Go to your CentDist output.
Create a new column in which you change the names of the factors to fit with the names in the Jaspar_non_redundant_vertebrate.mat file you used for Storm.
=substitute(b2,“V$jaspar_”,”Jaspar$”), & propogate down
Select all matrix names w/ p.<.05 & paste them into a new file called “select_mats.txt” in your /chip folder on the cluster using WinSCP.
STAMP
Getting STAMP to help classify our CentDist top hits
perl /cluster/home/g/s/gschni01/perl*/MatrixSelect.pl /cluster/home/g/s/gschni01/Jaspar_non_redundant_vertebrate.mat select_mats.txt select_mats.mat
Now, open the select_mats.mat file with WinSCP, copy everything & paste it into STAMP.

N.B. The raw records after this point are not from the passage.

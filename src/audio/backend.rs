//! Capture backends
//!
//! The session never talks to the OS audio stack directly; it goes through
//! a [`CaptureBackend`], which enumerates devices and opens input streams.
//! [`CpalBackend`] drives real hardware, `SyntheticBackend` generates a
//! signal in-process.

use cpal::traits::{DeviceTrait, StreamTrait};
use cpal::{FromSample, Sample, SampleFormat, SizedSample, StreamConfig};
use tracing::info;

use crate::audio::device::{input_device_by_id, list_input_devices, DeviceDescriptor, DeviceHandle};
use crate::error::AudioError;

/// Receives interleaved f32 frames and the channel count of the stream
pub type FrameCallback = Box<dyn FnMut(&[f32], u16) + Send + 'static>;

/// Receives asynchronous stream errors
///
/// `DeviceUnavailable` means the stream is gone; `StreamError` reports a
/// recoverable glitch after which frames keep arriving.
pub type StreamErrorCallback = Box<dyn FnMut(AudioError) + Send + 'static>;

/// An open input stream; capture stops when it is dropped
///
/// Dropping must not return while a frame callback is still executing.
pub trait InputStream {
    fn channels(&self) -> u16;
}

/// Source of devices and input streams
pub trait CaptureBackend: Send + Sync {
    fn name(&self) -> &str;

    fn list_devices(&self) -> Vec<DeviceDescriptor>;

    /// Open and start a stream on `device` at `sample_rate`
    ///
    /// Called from the session's capture thread; the returned stream stays
    /// on that thread until it is dropped.
    fn open_input(
        &self,
        device: &DeviceHandle,
        sample_rate: u32,
        on_frames: FrameCallback,
        on_error: StreamErrorCallback,
    ) -> Result<Box<dyn InputStream>, AudioError>;
}

/// Hardware capture through the default cpal host
#[derive(Debug, Default, Clone, Copy)]
pub struct CpalBackend;

impl CpalBackend {
    pub fn new() -> Self {
        Self
    }
}

struct CpalStream {
    _stream: cpal::Stream,
    channels: u16,
}

impl InputStream for CpalStream {
    fn channels(&self) -> u16 {
        self.channels
    }
}

impl CaptureBackend for CpalBackend {
    fn name(&self) -> &str {
        "cpal"
    }

    fn list_devices(&self) -> Vec<DeviceDescriptor> {
        list_input_devices()
    }

    fn open_input(
        &self,
        handle: &DeviceHandle,
        sample_rate: u32,
        on_frames: FrameCallback,
        on_error: StreamErrorCallback,
    ) -> Result<Box<dyn InputStream>, AudioError> {
        // A device that vanished since it was listed is unavailable, not unknown
        let device = input_device_by_id(&handle.id).map_err(|e| match e {
            AudioError::DeviceNotFound(id) => {
                AudioError::DeviceUnavailable(format!("{} is no longer present", id))
            }
            other => other,
        })?;

        let default_config = device
            .default_input_config()
            .map_err(|e| AudioError::DeviceUnavailable(e.to_string()))?;
        let channels = default_config.channels();
        let sample_format = default_config.sample_format();

        let rate = cpal::SampleRate(sample_rate);
        let rate_supported = device
            .supported_input_configs()
            .map_err(|e| AudioError::DeviceUnavailable(e.to_string()))?
            .any(|range| {
                range.channels() == channels
                    && range.sample_format() == sample_format
                    && rate >= range.min_sample_rate()
                    && rate <= range.max_sample_rate()
            });
        if !rate_supported {
            return Err(AudioError::DeviceUnavailable(format!(
                "{} does not support {} Hz",
                handle.name, sample_rate
            )));
        }

        let config = StreamConfig {
            channels,
            sample_rate: rate,
            buffer_size: cpal::BufferSize::Default,
        };

        let stream = match sample_format {
            SampleFormat::F32 => build_f32_stream(&device, &config, on_frames, on_error)?,
            SampleFormat::I16 => build_converted_stream::<i16>(&device, &config, on_frames, on_error)?,
            SampleFormat::U16 => build_converted_stream::<u16>(&device, &config, on_frames, on_error)?,
            SampleFormat::I32 => build_converted_stream::<i32>(&device, &config, on_frames, on_error)?,
            other => {
                return Err(AudioError::UnsupportedFormat(format!("{:?}", other)));
            }
        };

        stream
            .play()
            .map_err(|e| AudioError::DeviceUnavailable(e.to_string()))?;

        info!(
            device = %handle.id,
            sample_rate,
            channels,
            format = ?sample_format,
            "Opened input stream"
        );

        Ok(Box::new(CpalStream {
            _stream: stream,
            channels,
        }))
    }
}

/// Only a vanished device is fatal; cpal keeps the stream running after
/// backend-specific errors (xruns, poll failures)
fn stream_error(err: cpal::StreamError) -> AudioError {
    match err {
        cpal::StreamError::DeviceNotAvailable => {
            AudioError::DeviceUnavailable("device is no longer available".to_string())
        }
        cpal::StreamError::BackendSpecific { err } => AudioError::StreamError(err.to_string()),
    }
}

fn build_f32_stream(
    device: &cpal::Device,
    config: &StreamConfig,
    mut on_frames: FrameCallback,
    mut on_error: StreamErrorCallback,
) -> Result<cpal::Stream, AudioError> {
    let channels = config.channels;
    device
        .build_input_stream(
            config,
            move |data: &[f32], _: &cpal::InputCallbackInfo| on_frames(data, channels),
            move |err| on_error(stream_error(err)),
            None,
        )
        .map_err(|e| AudioError::DeviceUnavailable(e.to_string()))
}

fn build_converted_stream<T>(
    device: &cpal::Device,
    config: &StreamConfig,
    mut on_frames: FrameCallback,
    mut on_error: StreamErrorCallback,
) -> Result<cpal::Stream, AudioError>
where
    T: SizedSample,
    f32: FromSample<T>,
{
    let channels = config.channels;
    // Grows to the largest batch once, then is reused
    let mut scratch: Vec<f32> = Vec::new();
    device
        .build_input_stream(
            config,
            move |data: &[T], _: &cpal::InputCallbackInfo| {
                scratch.clear();
                scratch.extend(data.iter().map(|&s| f32::from_sample(s)));
                on_frames(&scratch, channels);
            },
            move |err| on_error(stream_error(err)),
            None,
        )
        .map_err(|e| AudioError::DeviceUnavailable(e.to_string()))
}
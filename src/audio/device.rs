//! Input device enumeration and binding

use cpal::traits::{DeviceTrait, HostTrait};
use std::sync::Arc;
use tracing::{debug, info};

use crate::audio::backend::CaptureBackend;
use crate::audio::session::SessionState;
use crate::error::AudioError;

/// Prefix used for hardware input device ids
pub const INPUT_ID_PREFIX: &str = "input:";

/// Description of an available input device
#[derive(Debug, Clone, PartialEq, Eq)]
pub struct DeviceDescriptor {
    pub id: String,
    pub display_name: String,
    pub is_default: bool,
    pub sample_rates: Vec<u32>,
    pub channels: Vec<u16>,
}

/// A resolved device selection
///
/// Compared by id; the backend re-resolves it when a stream is opened.
#[derive(Debug, Clone, PartialEq, Eq, Hash)]
pub struct DeviceHandle {
    pub id: String,
    pub name: String,
}

impl From<&DeviceDescriptor> for DeviceHandle {
    fn from(descriptor: &DeviceDescriptor) -> Self {
        Self {
            id: descriptor.id.clone(),
            name: descriptor.display_name.clone(),
        }
    }
}

/// Resolves device ids against a backend and holds the current selection
pub struct DeviceBinding {
    backend: Arc<dyn CaptureBackend>,
    bound: Option<DeviceHandle>,
}

impl DeviceBinding {
    pub fn new(backend: Arc<dyn CaptureBackend>) -> Self {
        Self {
            backend,
            bound: None,
        }
    }

    pub fn list_devices(&self) -> Vec<DeviceDescriptor> {
        self.backend.list_devices()
    }

    /// Resolve an id against the current enumeration
    pub fn resolve(&self, device_id: &str) -> Result<DeviceHandle, AudioError> {
        self.backend
            .list_devices()
            .iter()
            .find(|d| d.id == device_id)
            .map(DeviceHandle::from)
            .ok_or_else(|| AudioError::DeviceNotFound(device_id.to_string()))
    }

    /// Resolve the backend's default input device
    pub fn resolve_default(&self) -> Result<DeviceHandle, AudioError> {
        let devices = self.backend.list_devices();
        devices
            .iter()
            .find(|d| d.is_default)
            .or_else(|| devices.first())
            .map(DeviceHandle::from)
            .ok_or_else(|| AudioError::DeviceNotFound("no default input device".to_string()))
    }

    /// Resolve `Some(id)` or fall back to the default device
    pub fn resolve_selection(&self, device_id: Option<&str>) -> Result<DeviceHandle, AudioError> {
        match device_id {
            Some(id) => self.resolve(id),
            None => self.resolve_default(),
        }
    }

    /// Bind a handle; refused while a session is starting or running
    pub fn bind(&mut self, handle: DeviceHandle, session_state: SessionState) -> Result<(), AudioError> {
        if session_state.is_active() {
            return Err(AudioError::SessionActive);
        }
        info!(device = %handle.id, "Bound input device");
        self.bound = Some(handle);
        Ok(())
    }

    /// Currently bound device, if any
    pub fn bound(&self) -> Option<&DeviceHandle> {
        self.bound.as_ref()
    }
}

/// List hardware input devices through the default cpal host
pub fn list_input_devices() -> Vec<DeviceDescriptor> {
    let host = cpal::default_host();
    let default_name = host.default_input_device().and_then(|d| d.name().ok());

    let mut devices = Vec::new();
    match host.input_devices() {
        Ok(inputs) => {
            for device in inputs {
                let Ok(name) = device.name() else { continue };
                let (sample_rates, channels) = input_capabilities(&device);
                devices.push(DeviceDescriptor {
                    id: format!("{}{}", INPUT_ID_PREFIX, name),
                    is_default: default_name.as_ref() == Some(&name),
                    display_name: name,
                    sample_rates,
                    channels,
                });
            }
        }
        Err(e) => debug!("Input enumeration failed: {}", e),
    }

    devices
}

/// Common sample rates and channel counts an input device supports
fn input_capabilities(device: &cpal::Device) -> (Vec<u32>, Vec<u16>) {
    let mut sample_rates = Vec::new();
    let mut channels = Vec::new();

    if let Ok(configs) = device.supported_input_configs() {
        for config in configs {
            for rate_val in [8000u32, 16000, 22050, 44100, 48000, 88200, 96000, 192000] {
                let rate = cpal::SampleRate(rate_val);
                if rate >= config.min_sample_rate()
                    && rate <= config.max_sample_rate()
                    && !sample_rates.contains(&rate_val)
                {
                    sample_rates.push(rate_val);
                }
            }

            let ch = config.channels();
            if !channels.contains(&ch) {
                channels.push(ch);
            }
        }
    }

    sample_rates.sort_unstable();
    channels.sort_unstable();
    (sample_rates, channels)
}

/// Find a hardware input device by id
///
/// Bare names without the `input:` prefix are accepted too.
pub fn input_device_by_id(id: &str) -> Result<cpal::Device, AudioError> {
    let host = cpal::default_host();
    let name = id.strip_prefix(INPUT_ID_PREFIX).unwrap_or(id);

    let devices = host
        .input_devices()
        .map_err(|e| AudioError::DeviceUnavailable(e.to_string()))?;

    for device in devices {
        if device.name().map(|n| n == name).unwrap_or(false) {
            return Ok(device);
        }
    }

    Err(AudioError::DeviceNotFound(id.to_string()))
}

Keep all the STAMP defaults & hit submit.
STAMP TreeThis indicates that enrichment of PPARG, RORA, NR4A2 could be just because of their similarity to EREs.Other enriche sites, such as SP1, FoxA2 & Myf fall in separate homology classes.
To further distinguish which one is real, you can use the enrichment ratios & p. values (the “real” TFBS should be best in both of these.